The Orange County Health Department is recommending that UNC consider begin the fall 2020 semester with virtual classes and restrict on-campus housing to at-risk students with housing needs.
Orange County Health Director Quintana Stewart said in a July 29 letter to campus leadership that she “received a massive amount of emails from community members, UNC staff, faculty and students sharing their concern for fully reopening campus for the Fall Semester” amid the coronavirus pandemic.
Stewart said that if thousands of UNC students begin moving back to campus, Chapel Hill and Orange County could “quickly become” a new hot spot for cases as students begin to interact in a manner normal for college students in a congregate setting. She references the recent outbreak among the UNC Athletics department as an example for how challenging it will be for students to practice health guidelines despite their best efforts.
As of Wednesday, Orange County is reporting 1,296 coronavirus cases and 45 deaths from the virus. Recently, UNC launched its own COVID-19 dashboard which tracks the number of cases on campus. The university is reporting 175 total cases on campus, 139 of which are from students.
As UNC’s campus begins to reopen, Stewart said Orange County officials have seen increased activity in areas normally frequented by college students.
“We’ve experienced the increased activity and gathering on Franklin Street that resulted in clusters that visited a couple of local restaurant/bar establishments” Stewart said. “We’ve seen the off campus parties and gatherings at Greek Houses. We’ve also experienced the lack of cooperation from students with the communicable disease investigation and control measures mandated by NC General Statute 130A-144.”
As such, Orange County recommends that UNC consider restricting on-campus housing to at-risk students with no access to equitable educational resources and those with true housing needs. Additionally, the county calls upon the university to consider virtual classes for the entire fall semester but at minimum begin the first five weeks of the semester with online instruction only with plans to reassess the situation at the five-week mark.
Chancellor Kevin Guskiewicz released a statement to the campus community on Wednesday afternoon explaining UNC’s response to Stewart’s letter.
“It is important to note that we have had a very cooperative and collegial working relationship with the OCHD for many years,” Guskiewicz said.
Guskiewicz said that while the letter was not an order or a mandate for the university to take specific action, campus leadership “took their recommendations very seriously.”
Campus leadership also met with Stewart and the Orange County Medical Director Dr. Erica Pettigrew.
“During the call, I updated them with our progress toward campus de-densification as well as other initiatives we are employing throughout our campus to create a safe learning and working environment,” Guskiewicz said. “I also reiterated that we believe we are well prepared for the start of the fall semester and we will continue to track trends that could lead us to recommend a modification to our plans.”
Guskiewicz said that the university was advised by the UNC System to stay the course with its current reopening plan.

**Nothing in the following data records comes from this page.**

//! # Lifecycle Dispatch
//!
//! The host-facing callback surface: one thin entry point per engine event,
//! each walking the matching precomputed subscriber list in its order-space
//! order. A failing subscriber is logged with full context and never blocks
//! delivery to the rest: one broken module degrades to "that feature is
//! unavailable this cycle", never to a lost event.
//!
//! Scene-opened and new-scene events with a [`SceneOpenMode::Single`]
//! transition additionally trigger a full module reload once the dispatch
//! pass has finished. Scene events are suppressed entirely while a build is
//! in progress or while the host has blocked scene callbacks.

use tracing::{debug, error, info};

use crate::engine::{BuildInfo, DeleteOptions, DeleteOutcome, SceneOpenMode, SceneRef};
use crate::framework::error::HookResult;
use crate::framework::module::{AssetHooks, BehaviorHooks, BuildHooks, SceneHooks};

use super::ModuleHost;

impl ModuleHost {
    // =====================================================================
    // Behavior forwarding
    // =====================================================================

    /// Forwards the engine's behavior-awake event. The first awake of each
    /// load cycle also re-runs the functionality-injection pass, to catch
    /// providers that did not exist at scene-analysis time.
    pub fn behavior_awake(&mut self) {
        self.dispatch_behavior("awake", |h| h.awake());
        if self.is_loaded() && !self.awake_injection_done {
            self.awake_injection_done = true;
            self.inject_functionality(false);
        }
    }

    pub fn behavior_enable(&mut self) {
        self.dispatch_behavior("enable", |h| h.enable());
    }

    pub fn behavior_start(&mut self) {
        self.dispatch_behavior("start", |h| h.start());
    }

    pub fn behavior_update(&mut self) {
        self.dispatch_behavior("update", |h| h.update());
    }

    pub fn behavior_disable(&mut self) {
        self.dispatch_behavior("disable", |h| h.disable());
    }

    pub fn behavior_destroy(&mut self) {
        self.dispatch_behavior("destroy", |h| h.destroy());
    }

    fn dispatch_behavior(
        &mut self,
        hook: &'static str,
        mut f: impl FnMut(&mut dyn BehaviorHooks) -> HookResult,
    ) {
        for slot in 0..self.behavior_list.len() {
            let i = self.behavior_list[slot];
            let entry = &mut self.modules[i];
            let name = entry.name;
            if let Some(hooks) = entry.module.behavior_hooks() {
                if let Err(e) = f(hooks) {
                    error!(module = name, hook, error = %e, "Behavior hook failed");
                }
            }
        }
    }

    // =====================================================================
    // Scene forwarding
    // =====================================================================

    pub fn scene_opening(&mut self, path: &str, mode: SceneOpenMode) {
        if self.scene_events_suppressed() {
            return;
        }
        self.dispatch_scene("scene_opening", |h| h.scene_opening(path, mode));
    }

    pub fn scene_opened(&mut self, scene: &SceneRef, mode: SceneOpenMode) {
        if self.scene_events_suppressed() {
            return;
        }
        self.dispatch_scene("scene_opened", |h| h.scene_opened(scene, mode));
        if mode == SceneOpenMode::Single {
            info!(scene = %scene.name, "Single-scene transition; reloading modules");
            self.reload_modules();
        }
    }

    pub fn scene_loaded(&mut self, scene: &SceneRef) {
        if self.scene_events_suppressed() {
            return;
        }
        self.dispatch_scene("scene_loaded", |h| h.scene_loaded(scene));
    }

    pub fn scene_unloaded(&mut self, scene: &SceneRef) {
        if self.scene_events_suppressed() {
            return;
        }
        self.dispatch_scene("scene_unloaded", |h| h.scene_unloaded(scene));
    }

    pub fn active_scene_changed(&mut self, previous: &SceneRef, current: &SceneRef) {
        if self.scene_events_suppressed() {
            return;
        }
        self.dispatch_scene("active_scene_changed", |h| {
            h.active_scene_changed(previous, current)
        });
    }

    pub fn new_scene_created(&mut self, scene: &SceneRef, mode: SceneOpenMode) {
        if self.scene_events_suppressed() {
            return;
        }
        self.dispatch_scene("new_scene_created", |h| h.new_scene_created(scene, mode));
        if mode == SceneOpenMode::Single {
            info!(scene = %scene.name, "New single scene; reloading modules");
            self.reload_modules();
        }
    }

    fn scene_events_suppressed(&self) -> bool {
        if self.building {
            debug!("Scene event suppressed: build in progress");
            return true;
        }
        if self.scene_callbacks_blocked {
            debug!("Scene event suppressed: scene callbacks blocked");
            return true;
        }
        false
    }

    fn dispatch_scene(
        &mut self,
        hook: &'static str,
        mut f: impl FnMut(&mut dyn SceneHooks) -> HookResult,
    ) {
        for slot in 0..self.scene_list.len() {
            let i = self.scene_list[slot];
            let entry = &mut self.modules[i];
            let name = entry.name;
            if let Some(hooks) = entry.module.scene_hooks() {
                if let Err(e) = f(hooks) {
                    error!(module = name, hook, error = %e, "Scene hook failed");
                }
            }
        }
    }

    // =====================================================================
    // Build forwarding
    // =====================================================================

    /// Marks the build in progress (which suppresses scene events and drops
    /// load requests) and forwards the pre-process event.
    pub fn build_pre_process(&mut self, build: &BuildInfo) {
        info!(target = %build.target, "Build pre-process");
        self.building = true;
        self.dispatch_build("pre_process", |h| h.pre_process(build));
    }

    pub fn build_process_scene(&mut self, scene: &SceneRef, build: &BuildInfo) {
        self.dispatch_build("process_scene", |h| h.process_scene(scene, build));
    }

    /// Forwards the post-process event and clears the build flag.
    pub fn build_post_process(&mut self, build: &BuildInfo) {
        self.dispatch_build("post_process", |h| h.post_process(build));
        self.building = false;
        info!(target = %build.target, "Build post-process");
    }

    fn dispatch_build(
        &mut self,
        hook: &'static str,
        mut f: impl FnMut(&mut dyn BuildHooks) -> HookResult,
    ) {
        for slot in 0..self.build_list.len() {
            let i = self.build_list[slot];
            let entry = &mut self.modules[i];
            let name = entry.name;
            if let Some(hooks) = entry.module.build_hooks() {
                if let Err(e) = f(hooks) {
                    error!(module = name, hook, error = %e, "Build hook failed");
                }
            }
        }
    }

    // =====================================================================
    // Asset forwarding
    // =====================================================================

    pub fn asset_will_create(&mut self, path: &str) {
        for slot in 0..self.asset_list.len() {
            let i = self.asset_list[slot];
            let entry = &mut self.modules[i];
            let name = entry.name;
            if let Some(hooks) = entry.module.asset_hooks() {
                if let Err(e) = hooks.will_create(path) {
                    error!(module = name, hook = "will_create", error = %e, "Asset hook failed");
                }
            }
        }
    }

    /// Threads the pending save list through every subscriber; each may
    /// filter it. A failing subscriber leaves the list unchanged for the
    /// next one.
    pub fn assets_will_save(&mut self, mut paths: Vec<String>) -> Vec<String> {
        for slot in 0..self.asset_list.len() {
            let i = self.asset_list[slot];
            let entry = &mut self.modules[i];
            let name = entry.name;
            if let Some(hooks) = entry.module.asset_hooks() {
                match hooks.will_save(paths.clone()) {
                    Ok(filtered) => paths = filtered,
                    Err(e) => {
                        error!(module = name, hook = "will_save", error = %e, "Asset hook failed")
                    }
                }
            }
        }
        paths
    }

    /// Asks every subscriber whether it handles the deletion itself. Any
    /// `DidDelete` answer flips the aggregate permanently; failures count as
    /// `DidNotDelete`.
    pub fn asset_will_delete(&mut self, path: &str, options: DeleteOptions) -> DeleteOutcome {
        let mut outcome = DeleteOutcome::DidNotDelete;
        for slot in 0..self.asset_list.len() {
            let i = self.asset_list[slot];
            let entry = &mut self.modules[i];
            let name = entry.name;
            if let Some(hooks) = entry.module.asset_hooks() {
                match hooks.will_delete(path, options) {
                    Ok(DeleteOutcome::DidDelete) => outcome = DeleteOutcome::DidDelete,
                    Ok(DeleteOutcome::DidNotDelete) => {}
                    Err(e) => {
                        error!(module = name, hook = "will_delete", error = %e, "Asset hook failed")
                    }
                }
            }
        }
        outcome
    }
}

Chapel Hill Mayor Pam Hemminger, Carrboro Mayor Lydia Lavelle, Hillsborough Mayor Jenn Weaver and Orange County Commissioner Penny Rich joined together in signing a letter addressed to UNC on Wednesday calling for the university to follow recommendations by Orange County.
UNC’s plan to reopen the campus to students began in May, when the university announced that classes would begin and end early to avoid a potential second wave of COVID-19 after Thanksgiving. Face masks will also be mandatory on campus along with a six-foot physical distancing guideline.
More information regarding UNC’s plan to return for the fall semester can be found on its Carolina Together website.
In regards to the request to beginning classes virtually, Stewart cited the growing number of cases among the younger age group.
“Today we are seeing more cases with the younger age group and more community transmission and asymptomatic cases than originally seen,” she said. “For this reason, if the first five weeks of instruction is virtual, we may be able to reduce further spread of the virus by eliminating in class instruction which would create more opportunities for close contact and possible viral spread.”
UNC’s residence halls will be open at full capacity, which puts the buildings in the “highest risk” category for the spread of the coronavirus, based on the Centers for Disease Control’s guidelines for colleges and universities.
The university, however, has reported its housing numbers are decreasing. According to Carolina Housing Executive Director Allan Blattner, more than 2,100 students have notified UNC they will not be living on campus this academic year since May 1.
Orange County’s policies to curb the spread of coronavirus include making face masks mandatory and closing restaurants early to prevent large gatherings. Stewart said despite those efforts, she fears “it will not be enough to contain the full campus community upon return for the Fall Semester.”